• _YOUR ASSIGNMENT_
For the material below, return exactly the lines starting at the one holding "fn cursor(&self) ->" and ending at the one holding "consumed on failure.", counting both as part of the range.

• _GIVEN RECORDS_

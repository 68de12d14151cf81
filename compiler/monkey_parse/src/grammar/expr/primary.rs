//! Prefix handlers: tokens that can start an expression.

use crate::grammar::Precedence;
use crate::{ParseError, Parser};
use monkey_ir::{Expr, ExprId, ExprKind, HashEntry, TokenKind, UnaryOp};

pub(super) fn parse_ident(p: &mut Parser<'_>) -> Result<ExprId, ParseError> {
    let token = p.cursor.advance();
    Ok(p.alloc_expr(Expr::new(ExprKind::Ident(token.literal), token.span)))
}

pub(super) fn parse_int(p: &mut Parser<'_>) -> Result<ExprId, ParseError> {
    let token = p.cursor.advance();
    let literal = p.cursor.interner().lookup(token.literal);
    let value = literal
        .parse::<i64>()
        .map_err(|_| ParseError::invalid_integer(literal, token.span))?;
    Ok(p.alloc_expr(Expr::new(ExprKind::Int(value), token.span)))
}

pub(super) fn parse_str(p: &mut Parser<'_>) -> Result<ExprId, ParseError> {
    let token = p.cursor.advance();
    Ok(p.alloc_expr(Expr::new(ExprKind::Str(token.literal), token.span)))
}

pub(super) fn parse_bool(p: &mut Parser<'_>) -> Result<ExprId, ParseError> {
    let token = p.cursor.advance();
    let value = token.kind == TokenKind::True;
    Ok(p.alloc_expr(Expr::new(ExprKind::Bool(value), token.span)))
}

/// `!x` / `-x`
pub(super) fn parse_prefix(p: &mut Parser<'_>) -> Result<ExprId, ParseError> {
    let token = p.cursor.advance();
    let op = if token.kind == TokenKind::Bang {
        UnaryOp::Not
    } else {
        UnaryOp::Neg
    };
    let operand = p.parse_expression(Precedence::Prefix)?;
    let span = token.span.merge(p.cursor.previous_span());
    Ok(p.alloc_expr(Expr::new(ExprKind::Prefix { op, operand }, span)))
}

/// `( expr )`. Grouping leaves no node behind.
pub(super) fn parse_grouped(p: &mut Parser<'_>) -> Result<ExprId, ParseError> {
    p.cursor.advance();
    let inner = p.parse_expression(Precedence::Lowest)?;
    p.cursor.expect(TokenKind::RParen)?;
    Ok(inner)
}

/// `if (cond) { ... } else { ... }`
pub(super) fn parse_if(p: &mut Parser<'_>) -> Result<ExprId, ParseError> {
    let start = p.cursor.advance().span;
    p.cursor.expect(TokenKind::LParen)?;
    let cond = p.parse_expression(Precedence::Lowest)?;
    p.cursor.expect(TokenKind::RParen)?;
    let consequence = p.parse_block()?;
    let alternative = if p.cursor.eat(TokenKind::Else) {
        Some(p.parse_block()?)
    } else {
        None
    };

    let span = start.merge(p.cursor.previous_span());
    Ok(p.alloc_expr(Expr::new(
        ExprKind::If {
            cond,
            consequence,
            alternative,
        },
        span,
    )))
}

/// `fn(a, b) { ... }`
pub(super) fn parse_function(p: &mut Parser<'_>) -> Result<ExprId, ParseError> {
    let start = p.cursor.advance().span;
    p.cursor.expect(TokenKind::LParen)?;

    let mut params = Vec::new();
    if !p.cursor.eat(TokenKind::RParen) {
        params.push(p.cursor.expect_ident()?);
        while p.cursor.eat(TokenKind::Comma) {
            params.push(p.cursor.expect_ident()?);
        }
        p.cursor.expect(TokenKind::RParen)?;
    }
    let body = p.parse_block()?;

    let params = p.arena.alloc_params(params);
    let span = start.merge(body.span);
    Ok(p.alloc_expr(Expr::new(ExprKind::Function { params, body }, span)))
}

/// `[a, b, c]`
pub(super) fn parse_array(p: &mut Parser<'_>) -> Result<ExprId, ParseError> {
    let start = p.cursor.advance().span;
    let elements = p.parse_expr_list(TokenKind::RBracket)?;
    let elements = p.arena.alloc_expr_list(elements);
    let span = start.merge(p.cursor.previous_span());
    Ok(p.alloc_expr(Expr::new(ExprKind::Array(elements), span)))
}

/// `{k: v, ...}`
pub(super) fn parse_hash(p: &mut Parser<'_>) -> Result<ExprId, ParseError> {
    let start = p.cursor.advance().span;

    let mut entries = Vec::new();
    while !p.cursor.check(TokenKind::RBrace) {
        let key = p.parse_expression(Precedence::Lowest)?;
        p.cursor.expect(TokenKind::Colon)?;
        let value = p.parse_expression(Precedence::Lowest)?;
        entries.push(HashEntry { key, value });
        if !p.cursor.check(TokenKind::RBrace) {
            p.cursor.expect(TokenKind::Comma)?;
        }
    }
    let end = p.cursor.expect(TokenKind::RBrace)?.span;

    let entries = p.arena.alloc_hash_entries(entries);
    Ok(p.alloc_expr(Expr::new(ExprKind::Hash(entries), start.merge(end))))
}
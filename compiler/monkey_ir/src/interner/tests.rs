use super::*;

#[test]
fn test_intern_deduplicates() {
    let interner = StringInterner::new();
    let a = interner.intern("adder");
    let b = interner.intern("adder");
    let c = interner.intern("other");
    assert_eq!(a, b);
    assert_ne!(a, c);
}

#[test]
fn test_lookup_round_trip() {
    let interner = StringInterner::new();
    let name = interner.intern("newAdder");
    assert_eq!(interner.lookup(name), "newAdder");
}

#[test]
fn test_empty_string_is_pre_interned() {
    let interner = StringInterner::new();
    assert_eq!(interner.intern(""), Name::EMPTY);
    assert_eq!(interner.lookup(Name::EMPTY), "");
}

#[test]
fn test_keywords_are_pre_interned() {
    let interner = StringInterner::new();
    let before = interner.len();
    interner.intern("let");
    interner.intern("return");
    assert_eq!(interner.len(), before);
}

#[test]
fn test_fresh_interner_is_empty_until_something_is_added() {
    let interner = StringInterner::new();
    assert!(interner.is_empty());
    interner.intern("let");
    assert!(interner.is_empty());
    interner.intern("counter");
    assert!(!interner.is_empty());
}
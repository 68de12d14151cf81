//! Prefix and infix operators.

use std::fmt;

/// Infix operators.
#[derive(Copy, Clone, Eq, PartialEq, Hash, Debug)]
pub enum BinaryOp {
    // Arithmetic
    Add,
    Sub,
    Mul,
    Div,

    // Comparison
    Eq,
    NotEq,
    Lt,
    Gt,
}

impl BinaryOp {
    /// Source-level symbol, used in rendering and error messages.
    pub const fn as_symbol(self) -> &'static str {
        match self {
            Self::Add => "+",
            Self::Sub => "-",
            Self::Mul => "*",
            Self::Div => "/",
            Self::Eq => "==",
            Self::NotEq => "!=",
            Self::Lt => "<",
            Self::Gt => ">",
        }
    }

    #[inline]
    pub const fn is_comparison(self) -> bool {
        matches!(self, Self::Eq | Self::NotEq | Self::Lt | Self::Gt)
    }
}

impl fmt::Display for BinaryOp {
    fn fmt(&self, f: &mut fmt::Formatter<'_>) -> fmt::Result {
        f.write_str(self.as_symbol())
    }
}

/// Prefix operators.
#[derive(Copy, Clone, Eq, PartialEq, Hash, Debug)]
pub enum UnaryOp {
    /// `!x`
    Not,
    /// `-x`
    Neg,
}

impl UnaryOp {
    pub const fn as_symbol(self) -> &'static str {
        match self {
            Self::Not => "!",
            Self::Neg => "-",
        }
    }
}

impl fmt::Display for UnaryOp {
    fn fmt(&self, f: &mut fmt::Formatter<'_>) -> fmt::Result {
        f.write_str(self.as_symbol())
    }
}
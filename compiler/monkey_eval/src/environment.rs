//! Lexical scopes.
//!
//! An [`Environment`] is a handle to one [`Scope`]. Scopes link to their
//! enclosing scope, so a closure that keeps its defining environment keeps
//! the whole chain alive.

use rustc_hash::FxHashMap;
use std::cell::RefCell;
use std::fmt;
use std::rc::Rc;

use crate::Value;
use monkey_ir::Name;

/// Single-threaded shared cell: `Rc<RefCell<T>>` behind one constructor.
#[repr(transparent)]
pub struct LocalScope<T>(Rc<RefCell<T>>);

impl<T> LocalScope<T> {
    #[inline]
    pub fn new(value: T) -> Self {
        LocalScope(Rc::new(RefCell::new(value)))
    }

    #[inline]
    pub fn borrow(&self) -> std::cell::Ref<'_, T> {
        self.0.borrow()
    }

    #[inline]
    pub fn borrow_mut(&self) -> std::cell::RefMut<'_, T> {
        self.0.borrow_mut()
    }

    #[inline]
    pub fn ptr_eq(&self, other: &Self) -> bool {
        Rc::ptr_eq(&self.0, &other.0)
    }
}

impl<T> Clone for LocalScope<T> {
    #[inline]
    fn clone(&self) -> Self {
        LocalScope(Rc::clone(&self.0))
    }
}

/// Bindings of one scope plus the scope it is nested in.
#[derive(Default)]
pub struct Scope {
    bindings: FxHashMap<Name, Value>,
    outer: Option<Environment>,
}

/// Handle to a scope chain. Cloning shares the scope.
#[derive(Clone)]
pub struct Environment {
    scope: LocalScope<Scope>,
}

impl Environment {
    /// A fresh, empty top-level environment.
    pub fn new() -> Self {
        Environment {
            scope: LocalScope::new(Scope::default()),
        }
    }

    /// An empty scope nested in `outer`.
    pub fn new_enclosed(outer: &Environment) -> Self {
        Environment {
            scope: LocalScope::new(Scope {
                bindings: FxHashMap::default(),
                outer: Some(outer.clone()),
            }),
        }
    }

    /// Look `name` up here, then in each enclosing scope.
    pub fn get(&self, name: Name) -> Option<Value> {
        let mut current = self.clone();
        loop {
            let next = {
                let scope = current.scope.borrow();
                if let Some(value) = scope.bindings.get(&name) {
                    return Some(value.clone());
                }
                scope.outer.clone()?
            };
            current = next;
        }
    }

    /// Bind `name` in this scope, shadowing any outer binding.
    pub fn set(&self, name: Name, value: Value) {
        self.scope.borrow_mut().bindings.insert(name, value);
    }

    pub fn local_count(&self) -> usize {
        self.scope.borrow().bindings.len()
    }

    /// Number of scopes in the chain, this one included.
    pub fn depth(&self) -> usize {
        let mut depth = 1usize;
        let mut outer = self.scope.borrow().outer.clone();
        while let Some(env) = outer {
            depth = depth.saturating_add(1);
            outer = env.scope.borrow().outer.clone();
        }
        depth
    }

    #[inline]
    pub fn ptr_eq(&self, other: &Self) -> bool {
        self.scope.ptr_eq(&other.scope)
    }
}

impl Default for Environment {
    fn default() -> Self {
        Self::new()
    }
}

impl fmt::Debug for Environment {
    // Bindings can hold closures over this scope; print shape only.
    fn fmt(&self, f: &mut fmt::Formatter<'_>) -> fmt::Result {
        f.debug_struct("Environment")
            .field("locals", &self.local_count())
            .field("depth", &self.depth())
            .finish()
    }
}

pub fn new_environment() -> Environment {
    Environment::new()
}

pub fn new_enclosed_environment(outer: &Environment) -> Environment {
    Environment::new_enclosed(outer)
}
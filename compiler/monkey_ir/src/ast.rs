//! Flat AST for Monkey programs.
//!
//! Nodes refer to their children through [`ExprId`] / [`StmtId`] indices into
//! an [`ExprArena`](crate::ExprArena) instead of boxes. Child lists (call
//! arguments, array elements, block statements, parameters, hash entries)
//! are stored contiguously in the arena and addressed by a [`ListRange`].

mod display;
mod expr;
mod ids;
mod operators;
mod program;
mod stmt;

pub use display::{BlockDisplay, ExprDisplay, ProgramDisplay};
pub use expr::{Block, Expr, ExprKind, HashEntry};
pub use ids::{ExprId, ExprRange, HashEntryRange, ListRange, ParamRange, StmtId, StmtRange};
pub use operators::{BinaryOp, UnaryOp};
pub use program::Program;
pub use stmt::{Stmt, StmtKind};
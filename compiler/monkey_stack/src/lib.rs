//! Stack growth for the recursive descent paths.
//!
//! Both the Pratt parser and the tree-walking evaluator recurse once per
//! nesting level of the source program. Deeply nested input (long operator
//! chains, nested calls, recursive user functions) would overflow the native
//! stack long before any heap limit is reached, so every recursive entry
//! point wraps itself in [`ensure_sufficient_stack`].
//!
//! On native targets the stack is grown on demand by `stacker`. On wasm the
//! closure is called directly.

/// Remaining stack below which a new segment is allocated.
const RED_ZONE: usize = 128 * 1024;

/// Size of each newly allocated stack segment.
const SEGMENT_SIZE: usize = 2 * 1024 * 1024;

/// Run `f`, first growing the stack if fewer than [`RED_ZONE`] bytes remain.
#[inline]
#[cfg(not(target_arch = "wasm32"))]
pub fn ensure_sufficient_stack<R>(f: impl FnOnce() -> R) -> R {
    stacker::maybe_grow(RED_ZONE, SEGMENT_SIZE, f)
}

/// wasm manages its own stack.
#[inline]
#[cfg(target_arch = "wasm32")]
pub fn ensure_sufficient_stack<R>(f: impl FnOnce() -> R) -> R {
    f()
}

#[cfg(test)]
mod tests;
use super::*;

/// Owns the token list and interner so `Cursor` can borrow them.
struct TestCtx {
    tokens: TokenList,
    interner: StringInterner,
}

impl TestCtx {
    fn new(source: &str) -> Self {
        let interner = StringInterner::new();
        let tokens = monkey_lexer::tokenize(source, &interner);
        Self { tokens, interner }
    }

    fn cursor(&self) -> Cursor<'_> {
        Cursor::new(&self.tokens, &self.interner)
    }
}

#[test]
fn test_cursor_navigation() {
    let ctx = TestCtx::new("let x = 42");
    let mut cursor = ctx.cursor();

    assert!(cursor.check(TokenKind::Let));
    assert_eq!(cursor.peek_kind(), TokenKind::Ident);

    cursor.advance();
    assert!(cursor.check(TokenKind::Ident));
    cursor.advance();
    assert!(cursor.check(TokenKind::Assign));
    cursor.advance();
    assert!(cursor.check(TokenKind::Int));
    assert_eq!(cursor.peek_kind(), TokenKind::Eof);
    cursor.advance();
    assert!(cursor.is_at_end());
}

#[test]
fn test_advance_stops_at_eof() {
    let ctx = TestCtx::new("x");
    let mut cursor = ctx.cursor();
    cursor.advance();
    let pos = cursor.position();
    cursor.advance();
    cursor.advance();
    assert_eq!(cursor.position(), pos);
    assert!(cursor.is_at_end());
}

#[test]
fn test_expect_success() {
    let ctx = TestCtx::new("let x");
    let mut cursor = ctx.cursor();

    assert!(cursor.expect(TokenKind::Let).is_ok());
    let name = cursor.expect_ident();
    assert_eq!(name.map(|n| ctx.interner.lookup(n)), Ok("x"));
}

#[test]
fn test_expect_failure_reports_found_kind() {
    let ctx = TestCtx::new("let 5");
    let mut cursor = ctx.cursor();
    cursor.advance();

    let err = cursor.expect_ident();
    assert_eq!(
        err.map_err(|e| e.to_string()),
        Err("expected next token to be IDENT, got INT instead".to_string())
    );
    // Nothing consumed on failure.
    assert!(cursor.check(TokenKind::Int));
}

#[test]
fn test_eat() {
    let ctx = TestCtx::new("; x");
    let mut cursor = ctx.cursor();
    assert!(cursor.eat(TokenKind::Semicolon));
    assert!(!cursor.eat(TokenKind::Semicolon));
    assert!(cursor.check(TokenKind::Ident));
}

#[test]
fn test_spans() {
    let ctx = TestCtx::new("ab cd");
    let mut cursor = ctx.cursor();
    assert_eq!(cursor.previous_span(), Span::DUMMY);
    cursor.advance();
    assert_eq!(cursor.previous_span(), Span::new(0, 2));
    assert_eq!(cursor.current_span(), Span::new(3, 5));
}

• _ANSWER BOX_
    fn cursor(&self) -> Cursor<'_> {
        Cursor::new(&self.tokens, &self.interner)
    }
}

#[test]
fn test_cursor_navigation() {
    let ctx = TestCtx::new("let x = 42");
    let mut cursor = ctx.cursor();

    assert!(cursor.check(TokenKind::Let));
    assert_eq!(cursor.peek_kind(), TokenKind::Ident);

    cursor.advance();
    assert!(cursor.check(TokenKind::Ident));
    cursor.advance();
    assert!(cursor.check(TokenKind::Assign));
    cursor.advance();
    assert!(cursor.check(TokenKind::Int));
    assert_eq!(cursor.peek_kind(), TokenKind::Eof);
    cursor.advance();
    assert!(cursor.is_at_end());
}

#[test]
fn test_advance_stops_at_eof() {
    let ctx = TestCtx::new("x");
    let mut cursor = ctx.cursor();
    cursor.advance();
    let pos = cursor.position();
    cursor.advance();
    cursor.advance();
    assert_eq!(cursor.position(), pos);
    assert!(cursor.is_at_end());
}

#[test]
fn test_expect_success() {
    let ctx = TestCtx::new("let x");
    let mut cursor = ctx.cursor();

    assert!(cursor.expect(TokenKind::Let).is_ok());
    let name = cursor.expect_ident();
    assert_eq!(name.map(|n| ctx.interner.lookup(n)), Ok("x"));
}

#[test]
fn test_expect_failure_reports_found_kind() {
    let ctx = TestCtx::new("let 5");
    let mut cursor = ctx.cursor();
    cursor.advance();

    let err = cursor.expect_ident();
    assert_eq!(
        err.map_err(|e| e.to_string()),
        Err("expected next token to be IDENT, got INT instead".to_string())
    );
    // Nothing consumed on failure.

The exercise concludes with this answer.